The head of the Northern Cape Department of Sport, Arts and Culture, Ruth Palm, is out of the department . . . for now.

THE HEAD of the Northern Cape Department of Sport, Arts and Culture, Ruth Palm, is out of the department . . . for now.

This follows an announcement by Premier Zamani Saul stating that Palm had decided to take leave pending a review of the Public Protector’s report which implicated her in maladministration.

Saul was addressing members of the National Education, Health and Allied Workers Union (Nehawu) at his office in Kimberley yesterday.

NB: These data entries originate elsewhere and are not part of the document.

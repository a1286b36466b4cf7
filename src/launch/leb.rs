//! Locale emulator block (LEB) marshalling
//!
//! Layout, little-endian:
//!
//! | offset | size | field                                  |
//! |--------|------|----------------------------------------|
//! | 0      | 20   | ACP, OEMCP, LCID, charset, hook UI API |
//! | 20     | 64   | default face name (`WCHAR[32]`, empty) |
//! | 84     | 172  | `TIME_ZONE_INFORMATION`                |
//! | 256    | 8    | number of registry entries             |
//! | 264    | 64×n | registry entry records                 |
//! | …      | …    | UTF-16 string pool                     |
//!
//! Entry record: root `HKEY` (u64), subkey and value name as
//! `UNICODE_STRING64` (u16 length, u16 maximum length, 4 bytes padding, u64
//! buffer), data type (u64), data (u64), data size (u64). Buffers and data
//! hold offsets from the start of the block; the loader rebases them.

use super::descriptor::LaunchDescriptor;
use super::registry::RegistryRedirectionEntry;
use super::timezone::{TIME_ZONE_INFORMATION_SIZE, TimezoneInformation};
use crate::exceptions::{LaunchError, Result};

pub const FACE_NAME_SIZE: usize = 64;
pub const HEADER_SIZE: usize = 5 * 4 + FACE_NAME_SIZE + TIME_ZONE_INFORMATION_SIZE;
pub const ENTRY_COUNT_OFFSET: usize = HEADER_SIZE;
pub const ENTRIES_OFFSET: usize = ENTRY_COUNT_OFFSET + 8;
pub const ENTRY_SIZE: usize = 64;

/// Serialise `descriptor` into a LEB block
pub fn encode(descriptor: &LaunchDescriptor, timezone: &TimezoneInformation) -> Result<Vec<u8>> {
    let entries = descriptor.registry_redirection_entries();

    let mut block = Vec::with_capacity(ENTRIES_OFFSET + entries.len() * ENTRY_SIZE + 256);
    push_u32(&mut block, descriptor.ansi_code_page());
    push_u32(&mut block, descriptor.oem_code_page());
    push_u32(&mut block, descriptor.locale_id());
    push_u32(&mut block, descriptor.default_charset());
    push_u32(&mut block, u32::from(descriptor.hook_ui_language_api()));
    block.resize(block.len() + FACE_NAME_SIZE, 0);
    timezone.write_to(&mut block);

    encode_entries(&mut block, entries)?;
    Ok(block)
}

/// Fail unless `entry` fits the `UNICODE_STRING64` length fields
pub fn check_entry(entry: &RegistryRedirectionEntry) -> Result<()> {
    string_lengths(&entry.key)?;
    string_lengths(&entry.name)?;
    Ok(())
}

/// Append the entry count, the entry records and the string pool
fn encode_entries(block: &mut Vec<u8>, entries: &[RegistryRedirectionEntry]) -> Result<()> {
    push_u64(block, entries.len() as u64);

    let pool_offset = block.len() + entries.len() * ENTRY_SIZE;
    let mut pool = StringPool::new(pool_offset);
    for entry in entries {
        write_entry(block, &mut pool, entry)?;
    }
    block.extend_from_slice(&pool.bytes);
    Ok(())
}

fn write_entry(
    block: &mut Vec<u8>,
    pool: &mut StringPool,
    entry: &RegistryRedirectionEntry,
) -> Result<()> {
    let subkey = pool.push_str(&entry.key)?;
    let name = pool.push_str(&entry.name)?;
    let (data_offset, data_size) = pool.push_units(&entry.value.to_wide());

    push_u64(block, entry.root.handle());
    subkey.write_to(block);
    name.write_to(block);
    push_u64(block, u64::from(entry.kind().code()));
    push_u64(block, data_offset);
    push_u64(block, data_size as u64);
    Ok(())
}

/// `(Length, MaximumLength)` in bytes; the maximum counts the terminator
fn string_lengths(s: &str) -> Result<(u16, u16)> {
    let units = s.encode_utf16().count();
    let too_long = || {
        LaunchError::Config(format!(
            "registry path component is too long ({units} UTF-16 units): {}",
            s.chars().take(32).collect::<String>()
        ))
    };
    let length = u16::try_from(units * 2).map_err(|_| too_long())?;
    let maximum_length = u16::try_from((units + 1) * 2).map_err(|_| too_long())?;
    Ok((length, maximum_length))
}

/// `UNICODE_STRING64` pointing into the pool
#[derive(Debug, Clone, Copy)]
struct PooledString {
    length: u16,
    maximum_length: u16,
    offset: u64,
}

impl PooledString {
    fn write_to(&self, block: &mut Vec<u8>) {
        block.extend_from_slice(&self.length.to_le_bytes());
        block.extend_from_slice(&self.maximum_length.to_le_bytes());
        block.extend_from_slice(&[0u8; 4]);
        push_u64(block, self.offset);
    }
}

#[derive(Debug)]
struct StringPool {
    base: usize,
    bytes: Vec<u8>,
}

impl StringPool {
    fn new(base: usize) -> Self {
        Self {
            base,
            bytes: Vec::new(),
        }
    }

    fn push_str(&mut self, s: &str) -> Result<PooledString> {
        let (length, maximum_length) = string_lengths(s)?;
        let mut wide: Vec<u16> = s.encode_utf16().collect();
        wide.push(0);
        let (offset, _) = self.push_units(&wide);
        Ok(PooledString {
            length,
            maximum_length,
            offset,
        })
    }

    /// Returns the block offset and byte size of `wide`, which must already
    /// carry its terminators
    fn push_units(&mut self, wide: &[u16]) -> (u64, usize) {
        let offset = (self.base + self.bytes.len()) as u64;
        for unit in wide {
            self.bytes.extend_from_slice(&unit.to_le_bytes());
        }
        // keep the next string 8-byte aligned
        while self.bytes.len() % 8 != 0 {
            self.bytes.push(0);
        }
        (offset, wide.len() * 2)
    }
}

fn push_u32(block: &mut Vec<u8>, value: u32) {
    block.extend_from_slice(&value.to_le_bytes());
}

fn push_u64(block: &mut Vec<u8>, value: u64) {
    block.extend_from_slice(&value.to_le_bytes());
}

#[cfg(test)]
mod tests {
    use super::*;
    use crate::launch::association::StaticAssociations;
    use crate::launch::descriptor::{LaunchContext, LaunchDescriptorBuilder, LaunchRequest};
    use crate::launch::locale::BuiltinLocales;
    use crate::launch::paths::SearchPath;
    use crate::launch::registry::{RegistryRoot, RegistryValue};
    use crate::profile::LocaleProfile;
    use std::fs;

    fn u32_at(block: &[u8], offset: usize) -> u32 {
        u32::from_le_bytes(block[offset..offset + 4].try_into().unwrap())
    }

    fn u64_at(block: &[u8], offset: usize) -> u64 {
        u64::from_le_bytes(block[offset..offset + 8].try_into().unwrap())
    }

    fn wide_at(block: &[u8], offset: usize, bytes: usize) -> String {
        let units: Vec<u16> = block[offset..offset + bytes]
            .chunks_exact(2)
            .map(|c| u16::from_le_bytes([c[0], c[1]]))
            .collect();
        String::from_utf16_lossy(&units)
    }

    fn descriptor(profile: &LocaleProfile) -> LaunchDescriptor {
        let dir = tempfile::tempdir().unwrap();
        fs::write(dir.path().join("game.exe"), b"MZ").unwrap();
        let associations = StaticAssociations::new();
        let ctx = LaunchContext {
            current_dir: dir.path().to_path_buf(),
            search_path: SearchPath::default(),
            locales: &BuiltinLocales,
            associations: &associations,
        };
        LaunchDescriptorBuilder::new(&ctx)
            .build(&LaunchRequest::new("game", vec![]), profile)
            .unwrap()
    }

    #[test]
    fn test_header_fields() {
        let profile = LocaleProfile {
            is_advanced_redirection: true,
            ..LocaleProfile::default()
        };
        let descriptor = descriptor(&profile);
        let block = encode(&descriptor, &TimezoneInformation::named(descriptor.timezone())).unwrap();

        assert_eq!(HEADER_SIZE, 256);
        assert_eq!(u32_at(&block, 0), 932);
        assert_eq!(u32_at(&block, 4), 932);
        assert_eq!(u32_at(&block, 8), 0x0411);
        assert_eq!(u32_at(&block, 12), 128);
        assert_eq!(u32_at(&block, 16), 1);
        assert_eq!(u64_at(&block, ENTRY_COUNT_OFFSET), 8);
    }

    #[test]
    fn test_entry_records_point_into_pool() {
        let descriptor = descriptor(&LocaleProfile::default());
        let block = encode(&descriptor, &TimezoneInformation::default()).unwrap();

        let entries = descriptor.registry_redirection_entries();
        let first = ENTRIES_OFFSET;
        assert_eq!(u64_at(&block, first), 0x8000_0002);

        let subkey_len = u16::from_le_bytes([block[first + 8], block[first + 9]]) as usize;
        let subkey_offset = u64_at(&block, first + 16) as usize;
        assert_eq!(wide_at(&block, subkey_offset, subkey_len), entries[0].key);

        let name_len = u16::from_le_bytes([block[first + 24], block[first + 25]]) as usize;
        let name_offset = u64_at(&block, first + 32) as usize;
        assert_eq!(wide_at(&block, name_offset, name_len), "InstallLanguage");

        assert_eq!(u64_at(&block, first + 40), 1);
        let data_offset = u64_at(&block, first + 48) as usize;
        let data_size = u64_at(&block, first + 56) as usize;
        assert_eq!(wide_at(&block, data_offset, data_size), "1041\0");
    }

    #[test]
    fn test_no_entries_without_redirection() {
        let profile = LocaleProfile {
            redirect_registry: false,
            ..LocaleProfile::default()
        };
        let descriptor = descriptor(&profile);
        let block = encode(&descriptor, &TimezoneInformation::default()).unwrap();
        assert_eq!(u64_at(&block, ENTRY_COUNT_OFFSET), 0);
        assert_eq!(block.len(), ENTRIES_OFFSET);
    }

    #[test]
    fn test_overlong_key_is_rejected() {
        let entry = RegistryRedirectionEntry {
            root: RegistryRoot::CurrentUser,
            key: "k".repeat(40_000),
            name: "Locale".to_string(),
            value: RegistryValue::String("00000411".to_string()),
        };
        assert!(matches!(check_entry(&entry), Err(LaunchError::Config(_))));

        let mut block = Vec::new();
        assert!(encode_entries(&mut block, &[entry]).is_err());
    }

    #[test]
    fn test_longest_encodable_name() {
        // 32766 units plus the terminator is exactly u16::MAX - 1 bytes
        let entry = RegistryRedirectionEntry {
            root: RegistryRoot::CurrentUser,
            key: "k".repeat(32_766),
            name: "n".to_string(),
            value: RegistryValue::String(String::new()),
        };
        assert!(check_entry(&entry).is_ok());
    }
}
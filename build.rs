use std::env;
use std::fs;
use std::path::Path;

fn main() {
    // LEPROC_VERSION wins over the VERSION file next to Cargo.toml
    let version = if let Ok(v) = env::var("LEPROC_VERSION") {
        v
    } else {
        let version_file = Path::new("VERSION");
        if version_file.exists() {
            fs::read_to_string(version_file)
                .unwrap_or_else(|_| env!("CARGO_PKG_VERSION").to_string())
                .trim()
                .to_string()
        } else {
            env!("CARGO_PKG_VERSION").to_string()
        }
    };

    println!("cargo:rustc-env=LEPROC_VERSION={}", version);
    println!("cargo:rerun-if-changed=VERSION");
    println!("cargo:rerun-if-env-changed=LEPROC_VERSION");
}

Nehawu members marched to the Office of the Premier to call for the immediate dismissal of Palm. Workers at the department have also downed tools calling for her removal.

The Public Protector, Advocate Busisiwe Mkhwebane, said that the MEC for Sport, Arts and Culture, Bernixe Sinxeve, should take appropriate remedial action against Palm after she was implicated in improper conduct and maladministration relating to public funds of the department and the Northern Cape Arts and Culture Council (NCACC).

Mkhwebane released her findings following an investigation into the misuse of funds allocated to Traffic and Events Management Company (Traffic Events) who was organising the Umsobomvu Youth Tourism and Cultural event.

According to the report, R1 million was paid to the company for the festival that never took place. This payment was made after Palm apparently requested an amount of R1.6 million from the NCACC for the festival.

Saul yesterday said that when he read the report, he realised that something was very wrong.

“You do not need to be an expert to understand the Public Protector’s report. When we received the report from the Office of the Public Protector, I could pick up that something was wrong. The report was straightforward and easy to understand. The findings were also very clear,” said Saul.

He added that corruption in the Province was hampering service delivery. “We have massive challenges and limited resources available to fight these challenges. The provincial government has lost

R1 million and we now need to embark on a process to recover this money.

“The cultural and creative industries, during a meeting, indicated they only receive R700 000 annually to do their work. That

R1 million can be used to boost the arts industry in the Province. If we do not stop the corruption train now we will never achieve the goals we have set for ourselves.

“If we steal, we are stealing from the poor because that money is supposed to be utilised for them. That is the brutality of corruption. Corruption robs the poor of the limited resources available,” he said.

Saul, however, indicated that he was not in a position to remove Palm from office with immediate effect, as demanded by the union.

“The HOD has taken the report up for review. It is within her right to do so. I will have to respect that decision and wait for the outcome of that review before I can make any decision. I cannot use a report that has been challenged on review to suspend the HOD. I cannot pre-empt the outcome of the review.

“The HOD has sent us all the documents to prove that she is challenging the report. We all need to wait patiently for the outcome of the review,” he said.

The branch chairperson of Nehawu in the department, Victor Modise, called on workers to return to their posts.

“We have achieved what we wanted . . . we have been calling for Palm to be placed on leave and our call was adhered to. We will return to work but will not let this matter slide. Palm must remain on leave until the finalisation of her review. When her leave ends, we will start again,” said Modise.